> _Work request_: Of the entries below, restate word for word only the section that runs from the line with "let kind = classify(doc)?;" to the line with "result.meta = Some(RawDoc", counting both ends.

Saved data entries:
──────────────────────────────

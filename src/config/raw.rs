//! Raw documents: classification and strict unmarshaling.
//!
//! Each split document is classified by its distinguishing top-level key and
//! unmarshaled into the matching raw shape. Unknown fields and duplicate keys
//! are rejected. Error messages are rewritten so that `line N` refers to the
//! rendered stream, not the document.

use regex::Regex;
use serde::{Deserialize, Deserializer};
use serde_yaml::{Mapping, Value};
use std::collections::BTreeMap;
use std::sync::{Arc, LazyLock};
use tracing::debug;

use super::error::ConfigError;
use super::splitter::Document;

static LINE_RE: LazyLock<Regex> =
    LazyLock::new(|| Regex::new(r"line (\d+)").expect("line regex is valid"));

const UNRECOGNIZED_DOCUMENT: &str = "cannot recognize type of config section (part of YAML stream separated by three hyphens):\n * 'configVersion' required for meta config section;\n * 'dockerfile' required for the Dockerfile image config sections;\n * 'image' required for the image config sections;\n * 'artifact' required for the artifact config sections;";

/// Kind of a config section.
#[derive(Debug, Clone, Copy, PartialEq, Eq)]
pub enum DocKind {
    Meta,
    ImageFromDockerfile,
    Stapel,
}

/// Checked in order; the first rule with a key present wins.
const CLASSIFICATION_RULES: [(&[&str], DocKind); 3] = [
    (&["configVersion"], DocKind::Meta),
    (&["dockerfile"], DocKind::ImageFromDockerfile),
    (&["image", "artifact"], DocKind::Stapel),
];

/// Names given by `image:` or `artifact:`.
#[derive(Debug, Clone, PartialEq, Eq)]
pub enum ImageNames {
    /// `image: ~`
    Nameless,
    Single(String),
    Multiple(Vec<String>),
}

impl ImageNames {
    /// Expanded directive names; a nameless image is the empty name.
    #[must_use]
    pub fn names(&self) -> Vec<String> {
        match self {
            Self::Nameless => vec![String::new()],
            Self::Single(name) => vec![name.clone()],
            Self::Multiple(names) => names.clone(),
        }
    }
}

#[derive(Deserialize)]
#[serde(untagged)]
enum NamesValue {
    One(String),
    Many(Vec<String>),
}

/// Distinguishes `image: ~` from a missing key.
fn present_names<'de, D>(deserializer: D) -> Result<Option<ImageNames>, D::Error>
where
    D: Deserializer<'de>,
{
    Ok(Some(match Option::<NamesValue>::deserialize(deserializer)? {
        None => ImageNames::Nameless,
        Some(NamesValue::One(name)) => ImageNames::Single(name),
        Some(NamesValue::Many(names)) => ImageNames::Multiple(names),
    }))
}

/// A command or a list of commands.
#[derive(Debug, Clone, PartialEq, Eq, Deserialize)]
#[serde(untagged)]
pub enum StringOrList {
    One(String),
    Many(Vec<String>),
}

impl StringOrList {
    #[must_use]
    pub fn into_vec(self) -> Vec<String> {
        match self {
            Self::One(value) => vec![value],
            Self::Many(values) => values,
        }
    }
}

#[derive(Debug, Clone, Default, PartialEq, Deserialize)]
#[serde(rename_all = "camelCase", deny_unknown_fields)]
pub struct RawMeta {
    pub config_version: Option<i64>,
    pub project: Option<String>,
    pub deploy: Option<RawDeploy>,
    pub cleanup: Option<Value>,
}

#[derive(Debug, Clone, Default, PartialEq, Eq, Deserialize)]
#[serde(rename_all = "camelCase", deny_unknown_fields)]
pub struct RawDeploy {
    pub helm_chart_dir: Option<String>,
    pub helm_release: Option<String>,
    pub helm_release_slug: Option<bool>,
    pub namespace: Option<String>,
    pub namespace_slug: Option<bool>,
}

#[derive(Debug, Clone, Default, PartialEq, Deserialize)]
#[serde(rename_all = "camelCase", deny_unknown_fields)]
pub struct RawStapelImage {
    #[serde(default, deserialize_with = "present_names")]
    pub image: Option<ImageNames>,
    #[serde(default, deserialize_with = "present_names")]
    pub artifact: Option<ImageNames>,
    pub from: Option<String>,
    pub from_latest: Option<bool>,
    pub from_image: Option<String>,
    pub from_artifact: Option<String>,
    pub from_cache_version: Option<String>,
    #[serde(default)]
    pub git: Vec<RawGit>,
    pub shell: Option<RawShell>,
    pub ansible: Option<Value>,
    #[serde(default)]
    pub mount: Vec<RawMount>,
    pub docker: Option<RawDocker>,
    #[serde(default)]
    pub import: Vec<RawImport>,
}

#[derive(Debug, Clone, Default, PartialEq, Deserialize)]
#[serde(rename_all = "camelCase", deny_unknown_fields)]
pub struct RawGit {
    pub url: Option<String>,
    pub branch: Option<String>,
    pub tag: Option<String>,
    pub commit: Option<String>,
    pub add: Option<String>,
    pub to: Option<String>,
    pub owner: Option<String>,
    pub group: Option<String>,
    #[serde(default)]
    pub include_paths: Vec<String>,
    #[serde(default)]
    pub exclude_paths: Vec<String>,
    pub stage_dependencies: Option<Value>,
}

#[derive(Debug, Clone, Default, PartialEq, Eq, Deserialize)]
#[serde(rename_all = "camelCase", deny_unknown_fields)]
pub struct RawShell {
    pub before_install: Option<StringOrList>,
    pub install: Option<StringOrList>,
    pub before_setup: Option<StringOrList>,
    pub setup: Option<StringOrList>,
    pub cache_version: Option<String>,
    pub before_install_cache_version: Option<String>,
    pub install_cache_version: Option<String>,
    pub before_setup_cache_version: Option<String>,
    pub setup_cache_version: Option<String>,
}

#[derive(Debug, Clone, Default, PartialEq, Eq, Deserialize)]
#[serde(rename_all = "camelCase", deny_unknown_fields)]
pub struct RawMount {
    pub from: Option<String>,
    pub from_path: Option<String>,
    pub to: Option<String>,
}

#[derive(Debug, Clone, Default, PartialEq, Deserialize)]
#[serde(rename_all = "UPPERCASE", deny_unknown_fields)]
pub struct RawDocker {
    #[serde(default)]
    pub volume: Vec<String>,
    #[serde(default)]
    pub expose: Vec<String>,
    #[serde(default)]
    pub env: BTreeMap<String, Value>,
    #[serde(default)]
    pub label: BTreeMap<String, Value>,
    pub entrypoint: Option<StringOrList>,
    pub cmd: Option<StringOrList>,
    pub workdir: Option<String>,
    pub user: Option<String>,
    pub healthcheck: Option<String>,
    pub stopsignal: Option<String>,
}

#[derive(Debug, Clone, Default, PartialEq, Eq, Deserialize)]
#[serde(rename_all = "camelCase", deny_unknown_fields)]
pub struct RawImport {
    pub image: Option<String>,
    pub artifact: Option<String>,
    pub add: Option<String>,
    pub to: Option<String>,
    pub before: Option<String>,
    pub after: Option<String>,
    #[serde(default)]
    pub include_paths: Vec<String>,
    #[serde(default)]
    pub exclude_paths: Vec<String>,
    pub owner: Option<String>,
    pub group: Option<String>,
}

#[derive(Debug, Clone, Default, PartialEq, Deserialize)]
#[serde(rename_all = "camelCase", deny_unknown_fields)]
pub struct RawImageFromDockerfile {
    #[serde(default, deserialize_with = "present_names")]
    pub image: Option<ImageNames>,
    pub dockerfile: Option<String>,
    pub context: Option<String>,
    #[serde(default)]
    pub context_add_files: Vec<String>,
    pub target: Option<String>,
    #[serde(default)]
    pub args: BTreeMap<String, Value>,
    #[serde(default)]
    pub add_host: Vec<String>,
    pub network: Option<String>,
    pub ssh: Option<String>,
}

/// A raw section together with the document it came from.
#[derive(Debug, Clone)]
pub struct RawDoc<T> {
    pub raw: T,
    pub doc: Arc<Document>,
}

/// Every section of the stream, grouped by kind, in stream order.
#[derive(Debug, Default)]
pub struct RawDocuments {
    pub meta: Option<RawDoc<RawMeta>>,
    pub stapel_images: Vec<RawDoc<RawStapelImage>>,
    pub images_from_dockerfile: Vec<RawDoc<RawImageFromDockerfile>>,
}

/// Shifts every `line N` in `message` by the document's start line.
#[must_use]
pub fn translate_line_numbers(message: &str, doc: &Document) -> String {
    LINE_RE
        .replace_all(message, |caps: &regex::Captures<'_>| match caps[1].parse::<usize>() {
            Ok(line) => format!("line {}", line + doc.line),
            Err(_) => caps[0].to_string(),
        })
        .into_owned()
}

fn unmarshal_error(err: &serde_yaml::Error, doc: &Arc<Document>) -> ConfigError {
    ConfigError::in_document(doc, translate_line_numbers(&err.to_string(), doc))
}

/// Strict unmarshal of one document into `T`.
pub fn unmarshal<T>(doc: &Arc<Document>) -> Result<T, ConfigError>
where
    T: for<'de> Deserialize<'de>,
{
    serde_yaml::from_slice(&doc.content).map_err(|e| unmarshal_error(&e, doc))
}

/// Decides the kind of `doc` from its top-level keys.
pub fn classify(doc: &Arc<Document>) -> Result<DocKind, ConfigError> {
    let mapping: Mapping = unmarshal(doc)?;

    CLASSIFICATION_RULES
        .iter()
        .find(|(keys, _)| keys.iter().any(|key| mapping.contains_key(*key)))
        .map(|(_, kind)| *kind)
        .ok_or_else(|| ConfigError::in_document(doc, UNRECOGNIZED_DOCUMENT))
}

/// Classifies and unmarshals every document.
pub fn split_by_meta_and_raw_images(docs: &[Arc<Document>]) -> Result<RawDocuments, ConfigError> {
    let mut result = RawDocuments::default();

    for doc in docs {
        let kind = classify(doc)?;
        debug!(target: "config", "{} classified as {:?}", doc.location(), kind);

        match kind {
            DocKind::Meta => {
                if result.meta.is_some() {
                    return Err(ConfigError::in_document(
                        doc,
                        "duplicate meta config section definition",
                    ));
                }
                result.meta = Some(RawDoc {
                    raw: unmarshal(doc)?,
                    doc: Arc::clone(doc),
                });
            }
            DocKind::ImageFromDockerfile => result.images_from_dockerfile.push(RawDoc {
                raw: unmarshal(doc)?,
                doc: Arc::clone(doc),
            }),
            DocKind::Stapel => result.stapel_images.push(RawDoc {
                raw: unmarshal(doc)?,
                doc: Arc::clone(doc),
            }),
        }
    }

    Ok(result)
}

──────────────────────────────

> _Written response_:
        let kind = classify(doc)?;
        debug!(target: "config", "{} classified as {:?}", doc.location(), kind);

        match kind {
            DocKind::Meta => {
                if result.meta.is_some() {
                    return Err(ConfigError::in_document(
                        doc,
                        "duplicate meta config section definition",
                    ));
                }
                result.meta = Some(RawDoc {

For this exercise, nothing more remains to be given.